Label: Musikkoperatørene
Format: LP, CD, DL 16/44
Wet Leg – Moisturizer
Zerklüftete Kreideküsten, sanft wellige Hügellinien in leuchtendem Grün, und im Frühsommer ein Rausch in Violett, wenn Schmetterlingsflieder und Lupinen leuchten wie der Lavendel in der Provence. Ja, die Isle of Wright vor der englischen Südküste scheint ein netter Flecken zu sein, rau und lieblich zugleich. Die Bewohner gelten als etwas verschroben, vielleicht kein Wunder, wenn man auf einer Insel vor einer Insel lebt und sich irgendwie als der Allgemeinheit vorgelagert fühlen darf. So werden zum Beispiel Besucher vom Festland, auch wenn das nur einen kleinen Kreidesteinwurf entfernt liegt und mit dem man bis vor lächerlichen 6000 Jahren sogar noch physisch verbunden war, als „wet legs“ bezeichnet.
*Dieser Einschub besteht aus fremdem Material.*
impl AstBuilder {
    pub fn new() -> Self {
        Self {
            next_id: Cell::new(0),
            file: Cell::new(FileId::new(0)),
            line: Cell::new(1),
            files: RefCell::new(Vec::new()),
        }
    }

    // Files

    /// Registers a file. Nodes built afterwards belong to it.
    pub fn file(&self, fullpath: &str) -> FileId {
        self.add_file(fullpath, false)
    }

    /// A file that opted into `#shared_global_scope`.
    pub fn shared_file(&self, fullpath: &str) -> FileId {
        self.add_file(fullpath, true)
    }

    fn add_file(&self, fullpath: &str, is_shared_global_scope: bool) -> FileId {
        let mut files = self.files.borrow_mut();
        let id = FileId::new(files.len());
        files.push(AstFile {
            id,
            fullpath: fullpath.to_owned(),
            source: None,
            decls: Vec::new(),
            is_shared_global_scope,
        });

        self.file.set(id);
        self.line.set(1);
        id
    }

    /// Makes `file` current again.
    pub fn switch_to(&self, file: FileId) {
        self.file.set(file);
    }

    pub fn set_decls(&self, file: FileId, decls: Vec<Stmt>) {
        if let Some(f) = self.files.borrow_mut().get_mut(file.index()) {
            f.decls = decls;
        }
    }

    pub fn set_source(&self, file: FileId, source: &str) {
        if let Some(f) = self.files.borrow_mut().get_mut(file.index()) {
            f.source = Some(source.to_owned());
        }
    }

    /// Positions of nodes built from now on report this line.
    pub fn line(&self, line: u32) {
        self.line.set(line);
    }

    pub fn finish(self, init_file: FileId) -> Program {
        Program {
            files: self.files.into_inner(),
            init_file,
        }
    }

    /// Builds a one-file program named `main.odin`.
    pub fn single_file(self, decls: Vec<Stmt>) -> Program {
        if self.files.borrow().is_empty() {
            self.file("main.odin");
        }
        let init = FileId::new(0);
        self.set_decls(init, decls);
        self.finish(init)
    }

    // Plumbing

    fn next_id(&self) -> NodeId {
        let id = self.next_id.get();
        self.next_id.set(id + 1);
        NodeId::new(id)
    }

    fn pos(&self) -> TokenPos {
        let id = self.next_id.get();
        TokenPos::new(self.file.get(), self.line.get(), id as u32 + 1, id)
    }

    pub fn name(&self, name: &str) -> Ident {
        Ident {
            pos: self.pos(),
            id: self.next_id(),
            name: name.to_owned(),
        }
    }

    fn expr(&self, kind: ExprKind) -> Expr {
        Expr {
            pos: self.pos(),
            id: self.next_id(),
            kind,
        }
    }

    fn stmt(&self, kind: StmtKind) -> Stmt {
        Stmt {
            pos: self.pos(),
            id: self.next_id(),
            kind,
            state_flags: StmtStateFlags::empty(),
        }
    }

    // Expressions

    pub fn ident(&self, name: &str) -> Expr {
        self.expr(ExprKind::Ident(name.to_owned()))
    }

    pub fn int(&self, i: i128) -> Expr {
        self.expr(ExprKind::Literal(Literal::Integer(i)))
    }

    pub fn float(&self, f: f64) -> Expr {
        self.expr(ExprKind::Literal(Literal::Float(f)))
    }

    pub fn string(&self, s: &str) -> Expr {
        self.expr(ExprKind::Literal(Literal::String(s.to_owned())))
    }

    pub fn rune(&self, c: char) -> Expr {
        self.expr(ExprKind::Literal(Literal::Rune(c)))
    }

    pub fn unary(&self, op: UnaryOp, expr: Expr) -> Expr {
        self.expr(ExprKind::Unary {
            op,
            expr: Box::new(expr),
        })
    }

    pub fn address_of(&self, expr: Expr) -> Expr {
        self.expr(ExprKind::AddressOf(Box::new(expr)))
    }

    pub fn deref(&self, expr: Expr) -> Expr {
        self.expr(ExprKind::Deref(Box::new(expr)))
    }

    pub fn binary(&self, op: BinaryOp, left: Expr, right: Expr) -> Expr {
        self.expr(ExprKind::Binary {
            op,
            left: Box::new(left),
            right: Box::new(right),
        })
    }

    pub fn paren(&self, expr: Expr) -> Expr {
        self.expr(ExprKind::Paren(Box::new(expr)))
    }

    pub fn call(&self, callee: Expr, args: Vec<Expr>) -> Expr {
        self.expr(ExprKind::Call {
            callee: Box::new(callee),
            args,
            ellipsis: false,
        })
    }

    /// `callee(args..)`
    pub fn call_spread(&self, callee: Expr, args: Vec<Expr>) -> Expr {
        self.expr(ExprKind::Call {
            callee: Box::new(callee),
            args,
            ellipsis: true,
        })
    }

    pub fn selector(&self, expr: Expr, name: &str) -> Expr {
        self.expr(ExprKind::Selector {
            expr: Box::new(expr),
            name: self.name(name),
        })
    }

    pub fn index(&self, expr: Expr, index: Expr) -> Expr {
        self.expr(ExprKind::Index {
            expr: Box::new(expr),
            index: Box::new(index),
        })
    }

    pub fn slice(&self, expr: Expr, low: Option<Expr>, high: Option<Expr>, max: Option<Expr>) -> Expr {
        self.expr(ExprKind::Slice {
            expr: Box::new(expr),
            low: low.map(Box::new),
            high: high.map(Box::new),
            max: max.map(Box::new),
        })
    }

    pub fn compound(&self, ty: Expr, elems: Vec<Expr>) -> Expr {
        self.expr(ExprKind::CompoundLit {
            ty: Some(Box::new(ty)),
            elems,
        })
    }

    pub fn field_value(&self, name: &str, value: Expr) -> Expr {
        self.expr(ExprKind::FieldValue {
            name: self.name(name),
            value: Box::new(value),
        })
    }

    pub fn cast(&self, kind: CastKind, ty: Expr, expr: Expr) -> Expr {
        self.expr(ExprKind::Cast {
            kind,
            ty: Box::new(ty),
            expr: Box::new(expr),
        })
    }

    pub fn proc_lit(&self, ty: Expr, body: Vec<Stmt>) -> Expr {
        self.expr(ExprKind::ProcLit {
            ty: Box::new(ty),
            body: Some(Box::new(self.block(body))),
            tags: ProcTags::empty(),
        })
    }

    // Types

    pub fn pointer_type(&self, elem: Expr) -> Expr {
        self.expr(ExprKind::PointerType(Box::new(elem)))
    }

    pub fn array_type(&self, count: Expr, elem: Expr) -> Expr {
        self.expr(ExprKind::ArrayType {
            count: Some(Box::new(count)),
            elem: Box::new(elem),
        })
    }

    pub fn slice_type(&self, elem: Expr) -> Expr {
        self.expr(ExprKind::ArrayType {
            count: None,
            elem: Box::new(elem),
        })
    }

    pub fn dynamic_array_type(&self, elem: Expr) -> Expr {
        self.expr(ExprKind::DynamicArrayType(Box::new(elem)))
    }

    pub fn vector_type(&self, count: Expr, elem: Expr) -> Expr {
        self.expr(ExprKind::VectorType {
            count: Box::new(count),
            elem: Box::new(elem),
        })
    }

    pub fn field(&self, names: &[&str], ty: Expr) -> FieldDecl {
        FieldDecl {
            names: names.iter().map(|n| self.name(n)).collect(),
            ty,
            is_using: false,
        }
    }

    pub fn using_field(&self, name: &str, ty: Expr) -> FieldDecl {
        FieldDecl {
            names: vec![self.name(name)],
            ty,
            is_using: true,
        }
    }

    pub fn struct_type(&self, fields: Vec<FieldDecl>) -> Expr {
        self.expr(ExprKind::StructType {
            fields,
            is_packed: false,
            is_ordered: false,
        })
    }

    pub fn packed_struct_type(&self, fields: Vec<FieldDecl>) -> Expr {
        self.expr(ExprKind::StructType {
            fields,
            is_packed: true,
            is_ordered: false,
        })
    }

    pub fn union_type(&self, variants: Vec<FieldDecl>) -> Expr {
        self.expr(ExprKind::UnionType(variants))
    }

    pub fn raw_union_type(&self, fields: Vec<FieldDecl>) -> Expr {
        self.expr(ExprKind::RawUnionType(fields))
    }

    pub fn enum_type(&self, base: Option<Expr>, fields: Vec<(&str, Option<Expr>)>) -> Expr {
        let fields = fields
            .into_iter()
            .map(|(name, value)| EnumField {
                name: self.name(name),
                value,
            })
            .collect();

        self.expr(ExprKind::EnumType {
            base: base.map(Box::new),
            fields,
        })
    }

    pub fn proc_type(&self, params: Vec<FieldDecl>, results: Vec<FieldDecl>) -> Expr {
        self.expr(ExprKind::ProcType {
            params,
            results,
            variadic: false,
            calling_convention: CallingConvention::Odin,
        })
    }

    pub fn variadic_proc_type(&self, params: Vec<FieldDecl>, results: Vec<FieldDecl>) -> Expr {
        self.expr(ExprKind::ProcType {
            params,
            results,
            variadic: true,
            calling_convention: CallingConvention::Odin,
        })
    }

    /// An unnamed result of type `ty`.
    pub fn result(&self, ty: Expr) -> FieldDecl {
        FieldDecl {
            names: Vec::new(),
            ty,
            is_using: false,
        }
    }

    // Statements

    pub fn empty(&self) -> Stmt {
        self.stmt(StmtKind::Empty)
    }

    pub fn expr_stmt(&self, expr: Expr) -> Stmt {
        self.stmt(StmtKind::Expr(expr))
    }

    pub fn assign(&self, lhs: Vec<Expr>, rhs: Vec<Expr>) -> Stmt {
        self.stmt(StmtKind::Assign { op: None, lhs, rhs })
    }

    pub fn op_assign(&self, op: BinaryOp, lhs: Expr, rhs: Expr) -> Stmt {
        self.stmt(StmtKind::Assign {
            op: Some(op),
            lhs: vec![lhs],
            rhs: vec![rhs],
        })
    }

    pub fn inc(&self, expr: Expr) -> Stmt {
        self.stmt(StmtKind::IncDec { op: BinaryOp::Add, expr })
    }

    pub fn dec(&self, expr: Expr) -> Stmt {
        self.stmt(StmtKind::IncDec { op: BinaryOp::Sub, expr })
    }

    pub fn block(&self, stmts: Vec<Stmt>) -> Stmt {
        self.stmt(StmtKind::Block(stmts))
    }

    pub fn if_stmt(&self, cond: Expr, then: Vec<Stmt>, otherwise: Option<Stmt>) -> Stmt {
        self.stmt(StmtKind::If {
            init: None,
            cond,
            then: Box::new(self.block(then)),
            otherwise: otherwise.map(Box::new),
        })
    }

    pub fn for_stmt(&self, init: Option<Stmt>, cond: Option<Expr>, post: Option<Stmt>, body: Vec<Stmt>) -> Stmt {
        self.stmt(StmtKind::For {
            init: init.map(Box::new),
            cond,
            post: post.map(Box::new),
            body: Box::new(self.block(body)),
        })
    }

    pub fn case(&self, exprs: Vec<Expr>, body: Vec<Stmt>) -> CaseClause {
        CaseClause {
            pos: self.pos(),
            id: self.next_id(),
            exprs,
            body,
        }
    }

    pub fn match_stmt(&self, tag: Option<Expr>, clauses: Vec<CaseClause>) -> Stmt {
        self.stmt(StmtKind::Match {
            init: None,
            tag,
            clauses,
        })
    }

    pub fn type_match(&self, var: &str, tag: Expr, clauses: Vec<CaseClause>) -> Stmt {
        self.stmt(StmtKind::TypeMatch {
            var: self.name(var),
            tag,
            clauses,
        })
    }

    pub fn defer(&self, stmt: Stmt) -> Stmt {
        self.stmt(StmtKind::Defer(Box::new(stmt)))
    }

    pub fn return_stmt(&self, results: Vec<Expr>) -> Stmt {
        self.stmt(StmtKind::Return(results))
    }

    pub fn branch(&self, kind: BranchKind) -> Stmt {
        self.stmt(StmtKind::Branch(kind))
    }

    pub fn using(&self, exprs: Vec<Expr>) -> Stmt {
        self.stmt(StmtKind::Using(exprs))
    }

    pub fn push_allocator(&self, expr: Expr, body: Vec<Stmt>) -> Stmt {
        self.stmt(StmtKind::PushAllocator {
            expr,
            body: Box::new(self.block(body)),
        })
    }

    pub fn push_context(&self, expr: Expr, body: Vec<Stmt>) -> Stmt {
        self.stmt(StmtKind::PushContext {
            expr,
            body: Box::new(self.block(body)),
        })
    }

    /// Overrides bounds checking for one statement.
    pub fn with_flags(&self, mut stmt: Stmt, flags: StmtStateFlags) -> Stmt {
        stmt.state_flags = flags;
        stmt
    }

    // Declarations

    pub fn var(&self, names: &[&str], ty: Option<Expr>, values: Vec<Expr>) -> Stmt {
        self.stmt(StmtKind::Decl(Decl::Var {
            names: names.iter().map(|n| self.name(n)).collect(),
            ty,
            values,
            is_using: false,
        }))
    }

    pub fn using_var(&self, name: &str, ty: Expr) -> Stmt {
        self.stmt(StmtKind::Decl(Decl::Var {
            names: vec![self.name(name)],
            ty: Some(ty),
            values: Vec::new(),
            is_using: true,
        }))
    }

    pub fn constant(&self, names: &[&str], ty: Option<Expr>, values: Vec<Expr>) -> Stmt {
        self.stmt(StmtKind::Decl(Decl::Const {
            names: names.iter().map(|n| self.name(n)).collect(),
            ty,
            values,
        }))
    }

    pub fn type_decl(&self, name: &str, ty: Expr) -> Stmt {
        self.stmt(StmtKind::Decl(Decl::Type {
            name: self.name(name),
            ty,
        }))
    }

    pub fn proc_decl(&self, name: &str, ty: Expr, body: Vec<Stmt>) -> Stmt {
        self.proc_decl_tagged(name, ty, Some(body), ProcTags::empty())
    }

    pub fn proc_decl_tagged(&self, name: &str, ty: Expr, body: Option<Vec<Stmt>>, tags: ProcTags) -> Stmt {
        let name = self.name(name);
        let body = body.map(|b| Box::new(self.block(b)));
        self.stmt(StmtKind::Decl(Decl::Proc(ProcDecl {
            name,
            ty,
            body,
            tags,
            foreign_library: None,
            foreign_name: None,
            link_name: None,
        })))
    }

    /// `name :: proc(...) #foreign library "foreign_name"`
    pub fn foreign_proc(&self, name: &str, ty: Expr, library: Option<&str>, foreign_name: Option<&str>) -> Stmt {
        let name = self.name(name);
        self.stmt(StmtKind::Decl(Decl::Proc(ProcDecl {
            name,
            ty,
            body: None,
            tags: ProcTags::FOREIGN,
            foreign_library: library.map(|l| self.name(l)),
            foreign_name: foreign_name.map(str::to_owned),
            link_name: None,
        })))
    }

    pub fn import(&self, fullpath: &str, name: Option<&str>) -> Stmt {
        self.import_when(fullpath, name, None)
    }

    pub fn import_when(&self, fullpath: &str, name: Option<&str>, cond: Option<Expr>) -> Stmt {
        self.stmt(StmtKind::Decl(Decl::Import(ImportDecl {
            path: fullpath.to_owned(),
            fullpath: fullpath.to_owned(),
            name: name.map(|n| self.name(n)),
            cond,
            is_load: false,
        })))
    }

    pub fn foreign_library(&self, path: &str, name: Option<&str>, is_system: bool) -> Stmt {
        self.stmt(StmtKind::Decl(Decl::ForeignLibrary(ForeignLibraryDecl {
            path: path.to_owned(),
            name: name.map(|n| self.name(n)),
            is_system,
            cond: None,
        })))
    }
}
Ob man sich etwas darauf einbildet, dass auf die kleine Isle of Wright eventuell zwei Regentropfen weniger im Jahr niedergehen als auf den Rest Großbritanniens, nun, das weiß der Professor nicht. Die Anekdote mit den Nassbeinen stammt auch aus halbseriöser und vorbelasteter Quelle, nämlich einem Interview mit Rhian Teasdale und Hester Chambers. Die beiden jungen Frauen von der Isle of Wright haben vor vier Jahren jedenfalls Wet Leg gegründet, zunächst als Duo, mittlerweile fegt die Band als Quintett durch die Musikwelt. Ein Auftritt in der BBC bei Later… with Jools Holland noch vor der ersten Platte, bereits zwei Konzerte beim legendären Tiny Desk-Format des US-Radiosenders NPR, bewusstseinserweiternde Shows in Glastonbury, gerade dieses Jahr wieder, und bereits Grammy-verwöhnt: Die Band ist das, was man als „hot shit“ bezeichnet. Den Professor lassen solche Credentials natürlich kalt, er gehört aber auch nicht mehr zur Zielgruppe „jung & Taucher“ bzw. „young & divers“ … Dennoch: Das zweite Album Moisturizer ist sehr, sehr gut. Postmoderner Independent-Alternative-Punk-Soul. Mit Basslinien, die stoisch durchs Album wummern. Mit schrägen, aber perfekt im übersichtlichen Gesamtarrangement positionierten Schrammelgitarren. Mit einer gelegentlichen Polizeisirene, etwa beim Eröffnungsstück „CPR“. Mit eingängigen Melodien wie bei „Liquidize“, die auch aus dem Spätwerk von REM stammen könnten. Und natürlich charmant-verschlafenen Stimmen, die zu verzerrten Leadgitarre Twen-Texte rezitieren. Rau und lieblich, ganz wie ihre Kreidefelsenheimat.